Collected data entries:
// --- Main ---

#[tokio::main]
async fn main() -> Result<()> {
    tracing_subscriber::fmt()
        .with_env_filter(EnvFilter::from_default_env().add_directive("rootsignal=info".parse()?))
        .init();

    let config = Config::web_from_env();

    let client =
        GraphClient::connect(&config.neo4j_uri, &config.neo4j_user, &config.neo4j_password)
            .await?;

    let state = Arc::new(AppState {
        reader: PublicGraphReader::new(client.clone()),
        writer: GraphWriter::new(client),
        admin_username: config.admin_username,
        admin_password: config.admin_password,
        city: config.city.clone(),
        rate_limiter: Mutex::new(HashMap::new()),
    });

    let app = Router::new()
        // Public routes
        .route("/", get(map_page))
        .route("/nodes", get(nodes_page))
        .route("/nodes/{id}", get(node_detail_page))
        .route("/api/nodes/near", get(api_nodes_near))
        // Stories API
        .route("/api/stories", get(api_stories))
        .route("/api/stories/{id}", get(api_story_detail))
        .route("/api/stories/{id}/signals", get(api_story_signals))
        .route("/api/stories/{id}/actors", get(api_story_actors))
        .route("/api/stories/category/{category}", get(api_stories_by_category))
        .route("/api/stories/arc/{arc}", get(api_stories_by_arc))
        .route("/api/signals", get(api_signals))
        .route("/api/signals/{id}", get(api_signal_detail))
        // Actors API
        .route("/api/actors", get(api_actors))
        .route("/api/actors/{id}", get(api_actor_detail))
        .route("/api/actors/{id}/stories", get(api_actor_stories))
        // Tension responses
        .route("/api/tensions/{id}/responses", get(api_tension_responses))
        // Editions API
        .route("/api/editions", get(api_editions))
        .route("/api/editions/latest", get(api_edition_latest))
        .route("/api/editions/{id}", get(api_edition_detail))
        // Submission endpoint
        .route("/api/submit", post(api_submit))
        // Admin route (basic auth checked in handler)
        .route("/admin/quality", get(quality_dashboard))
        .with_state(state)
        // Privacy headers: no caching, no tracking
        .layer(SetResponseHeaderLayer::overriding(
            header::CACHE_CONTROL,
            HeaderValue::from_static("no-store"),
        ))
        .layer(SetResponseHeaderLayer::overriding(
            header::PRAGMA,
            HeaderValue::from_static("no-cache"),
        ))
        // Logging layer: method + path + status + latency only (no query params, no IP)
        .layer(
            tower_http::trace::TraceLayer::new_for_http()
                .make_span_with(|request: &axum::http::Request<_>| {
                    // Only log the path — strip query params to avoid logging lat/lng coordinates
                    tracing::info_span!(
                        "http_request",
                        method = %request.method(),
                        path = %request.uri().path(),
                    )
                }),
        );

    let addr = format!("{}:{}", config.web_host, config.web_port);
    info!("Root Signal web server starting on {addr}");

    let listener = tokio::net::TcpListener::bind(&addr).await?;
    axum::serve(
        listener,
        app.into_make_service_with_connect_info::<std::net::SocketAddr>(),
    )
    .await?;

    Ok(())
}

// --- Handlers ---

async fn map_page() -> impl IntoResponse {
    Html(render_map())
}

async fn nodes_page(State(state): State<Arc<AppState>>) -> impl IntoResponse {
    match state.reader.list_recent(100, None).await {
        Ok(nodes) => {
            let view_nodes: Vec<NodeView> = nodes.iter().map(node_to_view).collect();
            Html(render_nodes(&view_nodes))
        }
        Err(e) => {
            warn!(error = %e, "Failed to load nodes");
            Html("<h1>Error loading signals</h1>".to_string())
        }
    }
}

async fn node_detail_page(
    State(state): State<Arc<AppState>>,
    Path(id): Path<String>,
) -> impl IntoResponse {
    let uuid = match Uuid::parse_str(&id) {
        Ok(u) => u,
        Err(_) => return (StatusCode::BAD_REQUEST, Html("Invalid ID".to_string())),
    };

    match state.reader.get_node_detail(uuid).await {
        Ok(Some((node, evidence))) => {
            let view = node_to_view(&node);
            let ev_views: Vec<EvidenceView> = evidence.iter().map(evidence_to_view).collect();
            (StatusCode::OK, Html(render_node_detail(&view, &ev_views)))
        }
        Ok(None) => (StatusCode::NOT_FOUND, Html("Signal not found".to_string())),
        Err(e) => {
            warn!(error = %e, "Failed to load node detail");
            (
                StatusCode::INTERNAL_SERVER_ERROR,
                Html("Error loading signal".to_string()),
            )
        }
    }
}
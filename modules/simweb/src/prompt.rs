//! Prompt templates for LLM-driven content generation and judgment.

use crate::world::World;

/// Build the system prompt for search result generation.
pub fn search_system(world: &World) -> String {
    let sites_list = world
        .sites
        .iter()
        .map(|s| {
            let date_str = s
                .published
                .map(|d| format!(" (published: {d})"))
                .unwrap_or_default();
            format!("- {} [{}]{}: {}", s.url, s.kind, date_str, s.content_description)
        })
        .collect::<Vec<_>>()
        .join("\n");

    let facts_list = world
        .facts
        .iter()
        .map(|f| format!("- [{}] {}", f.category, f.text))
        .collect::<Vec<_>>()
        .join("\n");

    format!(
        r#"You generate realistic web search results for a simulated world.

WORLD: {name}
{description}

GEOGRAPHY: {city}, {state}, {country}
Local terms: {local_terms}

AVAILABLE SITES (you may ONLY return URLs from this list):
{sites_list}

GROUND-TRUTH FACTS (use these exact strings verbatim when relevant):
{facts_list}

RULES:
1. Only return URLs from the AVAILABLE SITES list above. Never invent URLs.
2. Titles and snippets must be consistent with each site's content_description.
3. When a fact is relevant to a search query, include it verbatim in the snippet.
4. If the query doesn't match any available site, return an empty results array.
5. Respect publication dates — don't reference content from sites published after the query implies.

Return JSON: {{"results": [{{"url": "...", "title": "...", "snippet": "..."}}]}}"#,
        name = world.name,
        description = world.description,
        city = world.geography.city,
        state = world.geography.state_or_region,
        country = world.geography.country,
        local_terms = world.geography.local_terms.join(", "),
        sites_list = sites_list,
        facts_list = facts_list,
    )
}

/// Build the user prompt for a search query.
pub fn search_user(query: &str, max_results: usize) -> String {
    format!(
        "Search query: \"{query}\"\nReturn up to {max_results} results as JSON."
    )
}

/// Build the system prompt for page content generation.
pub fn scrape_system(world: &World) -> String {
    let facts_list = world
        .facts
        .iter()
        .map(|f| format!("- [{}] {}", f.category, f.text))
        .collect::<Vec<_>>()
        .join("\n");

    format!(
        r#"You generate realistic web page content for a simulated world.

WORLD: {name}
{description}

GEOGRAPHY: {city}, {state}, {country}

GROUND-TRUTH FACTS (use these exact strings verbatim when relevant):
{facts_list}

RULES:
1. Generate content that reads like a real web page — natural prose, not bullet points.
2. Include relevant facts verbatim where they fit naturally.
3. Content must be consistent with the site description and any search snippet provided.
4. Include dates, names, and specific details from the world description.
5. Write 200-500 words of main content (like what Readability extraction would produce)."#,
        name = world.name,
        description = world.description,
        city = world.geography.city,
        state = world.geography.state_or_region,
        country = world.geography.country,
        facts_list = facts_list,
    )
}

/// Build the user prompt for scraping a specific URL.
pub fn scrape_user(url: &str, site_description: &str, prior_snippet: Option<&str>) -> String {
    let snippet_context = match prior_snippet {
        Some(snippet) => format!(
            "\n\nThis page was found via search with snippet: \"{snippet}\". Content must be consistent with this snippet."
        ),
        None => String::new(),
    };

    format!(
        "Generate the main text content of this web page.\n\nURL: {url}\nSite description: {site_description}{snippet_context}"
    )
}

/// Build the system prompt for social post generation.
pub fn social_system(world: &World) -> String {
    let facts_list = world
        .facts
        .iter()
        .map(|f| format!("- [{}] {}", f.category, f.text))
        .collect::<Vec<_>>()
        .join("\n");

    format!(
        r#"You generate realistic social media posts for a simulated world.

WORLD: {name}
{description}

GEOGRAPHY: {city}, {state}, {country}

GROUND-TRUTH FACTS (use these exact strings verbatim when relevant):
{facts_list}

RULES:
1. Posts should read like real social media content — casual tone, hashtags, emojis where appropriate.
2. Match the platform conventions (Instagram = visual/hashtag-heavy, Reddit = discussion-oriented, Facebook = community updates).
3. Include relevant facts verbatim where they fit naturally in posts.
4. Each post should be 1-3 sentences.

Return JSON: {{"posts": [{{"content": "...", "author": "...", "url": "..."}}]}}"#,
        name = world.name,
        description = world.description,
        city = world.geography.city,
        state = world.geography.state_or_region,
        country = world.geography.country,
        facts_list = facts_list,
    )
}

/// Build the user prompt for generating posts from a specific profile.
pub fn social_profile_user(platform: &str, identifier: &str, persona: &str, limit: u32) -> String {
    format!(
        "Platform: {platform}\nAccount: {identifier}\nPersona: {persona}\n\nGenerate {limit} posts from this account as JSON."
    )
}

/// Build the user prompt for generating posts matching hashtags.
pub fn social_hashtags_user(hashtags: &[String], limit: u32) -> String {
    format!(
        "Hashtags: {}\n\nGenerate {limit} posts from different accounts using these hashtags as JSON.",
        hashtags.join(", ")
    )
}

/// Build the system prompt for the judge.
pub fn judge_system() -> &'static str {
    r#"You are an impartial judge evaluating how well scout (a signal agent) processed web content.

Scout's core job is the TENSION-RESPONSE CYCLE: find real problems (tensions) in community or
ecological life, then find the gives/asks/events that address them.

You will receive:
1. A WORLD DESCRIPTION with ground-truth facts
2. EVALUATION CRITERIA with specific checks
3. SCOUT'S OUTPUT (signals extracted and stored in a graph database)

Evaluate whether scout's output is accurate, complete, and appropriately confident given the source material.

EVALUATION PRIORITIES (weight these when assessing completeness):
1. Tension-Response pairs: Did scout find tensions AND the responses addressing them? Missing a pair is Critical.
2. Standalone responses: Did scout capture gives/asks/events even without an explicit tension? Missing these is Warning.
3. Context signals: Did scout capture relevant notices and advisories? Missing these is Info.
4. Routine community activity (recurring services, social gatherings) is lowest priority — missing these is not an issue.

SEVERITY DEFINITIONS:
- Critical: Missed a tension-response pair present in ground truth. Or asserted something contradicted by ground truth. Or hallucinated signals.
- Warning: Missed a standalone response (give/ask/event with implicit tension). Or captured the gist but missed nuance, assigned inappropriate confidence, or failed to link a response to its tension.
- Info: Stylistic or minor. Signal titles could be clearer, categories could be more specific, missed routine community activity.

SCORING:
- Start at 1.0 (perfect)
- Each Critical issue: -0.25
- Each Warning issue: -0.10
- Info issues: no score impact
- Minimum score: 0.0

Return JSON:
{
  "pass": true/false,
  "score": 0.0-1.0,
  "reasoning": "2-3 sentence summary of overall assessment",
  "issues": [
    {
      "severity": "Critical|Warning|Info",
      "category": "string",
      "description": "string"
    }
  ]
}"#
}

/// Build the user prompt for judge evaluation.
pub fn judge_user(world: &World, criteria_checks: &[String], agent_output: &str) -> String {
    let facts_list = world
        .facts
        .iter()
        .map(|f| format!("- [{}] {}", f.category, f.text))
        .collect::<Vec<_>>()
        .join("\n");

    let checks_list = criteria_checks
        .iter()
        .enumerate()
        .map(|(i, c)| format!("{}. {c}", i + 1))
        .collect::<Vec<_>>()
        .join("\n");

    format!(
        r#"## WORLD DESCRIPTION

Name: {name}
{description}

Geography: {city}, {state}, {country}

### Ground-Truth Facts:
{facts_list}

### Sites:
{sites}

### Social Profiles:
{profiles}

## EVALUATION CRITERIA

{checks_list}

## AGENT OUTPUT

{agent_output}"#,
        name = world.name,
        description = world.description,
        city = world.geography.city,
        state = world.geography.state_or_region,
        country = world.geography.country,
        facts_list = facts_list,
        sites = world
            .sites
            .iter()
            .map(|s| format!(
                "- {} [{}]: {}{}",
                s.url,
                s.kind,
                s.content_description,
                s.published
                    .map(|d| format!(" (published: {d})"))
                    .unwrap_or_default()
            ))
            .collect::<Vec<_>>()
            .join("\n"),
        profiles = world
            .social_profiles
            .iter()
            .map(|p| format!("- {} @{}: {}", p.platform, p.identifier, p.persona))
            .collect::<Vec<_>>()
            .join("\n"),
        checks_list = checks_list,
    )
}

/// Build the system prompt for random world generation (Tier 3).
pub fn world_gen_system() -> &'static str {
    r#"You generate realistic simulated worlds for testing a signal detection agent.

A "world" describes a city neighborhood with:
- Active community life (community organizations, mutual aid, local government, etc.)
- Multiple web sources (news sites, org pages, government pages, blogs)
- Social media presence (Instagram, Reddit, Facebook accounts)
- Ground-truth facts that should appear in the generated content
- A specific geographic location in the US

The world should have interesting properties that test the agent's ability to:
- Distinguish current from stale information
- Detect community activity from informal sources
- Handle conflicting information
- Recognize different signal types (events, resources, asks, tensions)

Return a complete World as JSON matching this schema:
{
  "name": "string",
  "description": "string (2-3 paragraphs describing the scenario)",
  "facts": [{"text": "exact string", "referenced_by": ["url1"], "category": "string"}],
  "sites": [{"url": "https://...", "kind": "string", "content_description": "string", "published": "YYYY-MM-DD or null", "links_to": ["url"]}],
  "social_profiles": [{"platform": "Instagram|Reddit|Facebook", "identifier": "string", "persona": "string", "post_count": number}],
  "topics": ["string"],
  "geography": {"city": "string", "state_or_region": "string", "country": "US", "local_terms": ["string"], "center_lat": number, "center_lng": number}
}

Generate 6-10 sites, 3-5 social profiles, 5-10 facts, and 3-5 topics.
URLs should look realistic (e.g., https://www.cityname-food-shelf.org/about)."#
}

/// Build the user prompt for random world generation.
pub fn world_gen_user() -> &'static str {
    "Generate a random simulated world for testing. Make it interesting — include at least one challenging aspect (stale info, conflicting sources, informal community spaces, etc.). Return JSON only."
}
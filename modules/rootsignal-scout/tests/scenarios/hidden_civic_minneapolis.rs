//! Scenario 5: Invisible Civic Spaces — civic life in non-obvious places.

use simweb::{Fact, Geography, JudgeCriteria, Site, SocialProfile, World};

pub fn world() -> World {
    World {
        name: "Hidden Civic Minneapolis".to_string(),
        description: "Minneapolis neighborhood where civic life happens in non-obvious places. \
            A barbershop on Lake Street runs voter registration drives (mentioned in an Instagram post). \
            A church basement hosts weekly immigrant rights meetings (mentioned in a community blog). \
            A laundromat has a bulletin board that's the neighborhood's de facto community hub \
            (mentioned in a Google review excerpt). None of these are .org or .gov sites."
            .to_string(),
        facts: vec![
            Fact {
                text: "Ray's Barbershop at 3201 Lake Street runs voter registration every Saturday in election season".to_string(),
                referenced_by: vec![
                    "https://www.instagram.com/lakest_community/".to_string(),
                ],
                category: "informal_civic".to_string(),
            },
            Fact {
                text: "Holy Rosary Church basement hosts immigrant rights meetings every Tuesday at 7pm".to_string(),
                referenced_by: vec![
                    "https://powderhorn-voice.org/hidden-community-spaces".to_string(),
                ],
                category: "informal_civic".to_string(),
            },
            Fact {
                text: "Sunshine Laundromat at 2845 Bloomington Ave has a community bulletin board used for mutual aid requests, lost pets, and event flyers".to_string(),
                referenced_by: vec![
                    "https://www.reddit.com/r/Minneapolis/comments/laundromat_community".to_string(),
                ],
                category: "informal_civic".to_string(),
            },
            Fact {
                text: "These three locations form an informal civic infrastructure network in Powderhorn/Phillips neighborhoods".to_string(),
                referenced_by: vec![
                    "https://powderhorn-voice.org/hidden-community-spaces".to_string(),
                ],
                category: "civic_infrastructure".to_string(),
            },
        ],
        sites: vec![
            Site {
                url: "https://powderhorn-voice.org/hidden-community-spaces".to_string(),
                kind: "community_blog".to_string(),
                content_description: "Blog post titled 'The Hidden Civic Spaces of South Minneapolis'. \
                    Profiles Ray's Barbershop voter registration, Holy Rosary immigrant rights meetings, \
                    and other informal community gathering spots.".to_string(),
                published: Some(chrono::NaiveDate::from_ymd_opt(2026, 1, 25).unwrap()),
                links_to: vec![],
            },
            Site {
                url: "https://www.reddit.com/r/Minneapolis/comments/laundromat_community".to_string(),
                kind: "forum".to_string(),
                content_description: "Reddit post about Sunshine Laundromat's community bulletin board. \
                    Commenters share stories of finding help through the board — babysitting swaps, \
                    free furniture, ESL class flyers.".to_string(),
                published: Some(chrono::NaiveDate::from_ymd_opt(2026, 2, 8).unwrap()),
                links_to: vec![],
            },
        ],
        social_profiles: vec![
            SocialProfile {
                platform: "Instagram".to_string(),
                identifier: "lakest_community".to_string(),
                persona: "Lake Street community account. Posts about local businesses, \
                    events, and civic activities including the barbershop voter registration. \
                    Mix of English and Spanish.".to_string(),
                post_count: 8,
            },
            SocialProfile {
                platform: "Facebook".to_string(),
                identifier: "powderhorn_neighbors".to_string(),
                persona: "Neighborhood Facebook group. Posts about meetings, resources, \
                    and community events. Mentions church basement meetings.".to_string(),
                post_count: 6,
            },
        ],
        topics: vec![
            "voter registration".to_string(),
            "immigrant rights".to_string(),
            "mutual aid".to_string(),
            "community spaces".to_string(),
        ],
        geography: Geography {
            city: "Minneapolis".to_string(),
            state_or_region: "Minnesota".to_string(),
            country: "US".to_string(),
            local_terms: vec![
                "Minneapolis".to_string(),
                "Lake Street".to_string(),
                "Powderhorn".to_string(),
                "Phillips".to_string(),
                "South Minneapolis".to_string(),
                "Hennepin".to_string(),
                "MN".to_string(),
            ],
            center_lat: 44.9489,
            center_lng: -93.2573,
        },
    }
}

pub fn criteria() -> JudgeCriteria {
    JudgeCriteria {
        checks: vec![
            "The agent should detect civic activity from informal sources (barbershop, church basement, laundromat) even though none are .org or .gov sites.".to_string(),
            "The voter registration at Ray's Barbershop should produce a signal (Event or Give).".to_string(),
            "The immigrant rights meetings at Holy Rosary Church should produce a signal (Event).".to_string(),
            "The agent should NOT require formal institutional sources to recognize civic infrastructure.".to_string(),
            "Signals from informal sources may have lower confidence, but they should still be detected.".to_string(),
        ],
        pass_threshold: 0.5,
        critical_categories: vec![
            "informal_civic_detection".to_string(),
        ],
    }
}
use anyhow::Result;
use chrono::{Duration, Utc};
use serde::{de::DeserializeOwned, Serialize};
use sha2::{Digest, Sha256};
use sqlx::PgPool;
use std::future::Future;

use super::MemoCache;

pub struct MemoBuilder<'a, K> {
    function_name: &'a str,
    key: K,
    ttl_ms: Option<i64>,
    pool: &'a PgPool,
}

impl<'a, K: Serialize> MemoBuilder<'a, K> {
    pub fn new(function_name: &'a str, key: K, pool: &'a PgPool) -> Self {
        Self {
            function_name,
            key,
            ttl_ms: None,
            pool,
        }
    }

    /// Set time-to-live in milliseconds.
    pub fn ttl(mut self, ms: i64) -> Self {
        self.ttl_ms = Some(ms);
        self
    }

    /// Get cached result or compute via the provided closure.
    pub async fn get_or<T, F, Fut>(self, f: F) -> Result<T>
    where
        T: Serialize + DeserializeOwned,
        F: FnOnce() -> Fut,
        Fut: Future<Output = Result<T>>,
    {
        let input_bytes = serde_json::to_vec(&self.key)?;
        let input_hash = hex::encode(Sha256::digest(&input_bytes));

        // Check cache
        if let Some(cached) = MemoCache::get(self.function_name, &input_hash, self.pool).await? {
            return Ok(serde_json::from_slice(&cached.output)?);
        }

        // Cache miss — compute
        let result = f().await?;

        // Store
        let output_bytes = serde_json::to_vec(&result)?;
        let expires_at = self
            .ttl_ms
            .map(|ms| Utc::now() + Duration::milliseconds(ms));
        let input_summary = String::from_utf8(input_bytes).ok();

        MemoCache::set(
            self.function_name,
            &input_hash,
            input_summary.as_deref(),
            &output_bytes,
            expires_at,
            self.pool,
        )
        .await?;

        Ok(result)
    }
}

▶ **The problem**
Begin with the line above that has "persona: &str, limit: u32)" and continue through the line that has "2. Standalone responses: Did", setting each one down exactly. Stop there.

▶ **Solution below**
pub fn social_profile_user(platform: &str, identifier: &str, persona: &str, limit: u32) -> String {
    format!(
        "Platform: {platform}\nAccount: {identifier}\nPersona: {persona}\n\nGenerate {limit} posts from this account as JSON."
    )
}

/// Build the user prompt for generating posts matching hashtags.
pub fn social_hashtags_user(hashtags: &[String], limit: u32) -> String {
    format!(
        "Hashtags: {}\n\nGenerate {limit} posts from different accounts using these hashtags as JSON.",
        hashtags.join(", ")
    )
}

/// Build the system prompt for the judge.
pub fn judge_system() -> &'static str {
    r#"You are an impartial judge evaluating how well scout (a signal agent) processed web content.

Scout's core job is the TENSION-RESPONSE CYCLE: find real problems (tensions) in community or
ecological life, then find the gives/asks/events that address them.

You will receive:
1. A WORLD DESCRIPTION with ground-truth facts
2. EVALUATION CRITERIA with specific checks
3. SCOUT'S OUTPUT (signals extracted and stored in a graph database)

Evaluate whether scout's output is accurate, complete, and appropriately confident given the source material.

EVALUATION PRIORITIES (weight these when assessing completeness):
1. Tension-Response pairs: Did scout find tensions AND the responses addressing them? Missing a pair is Critical.
2. Standalone responses: Did scout capture gives/asks/events even without an explicit tension? Missing these is Warning.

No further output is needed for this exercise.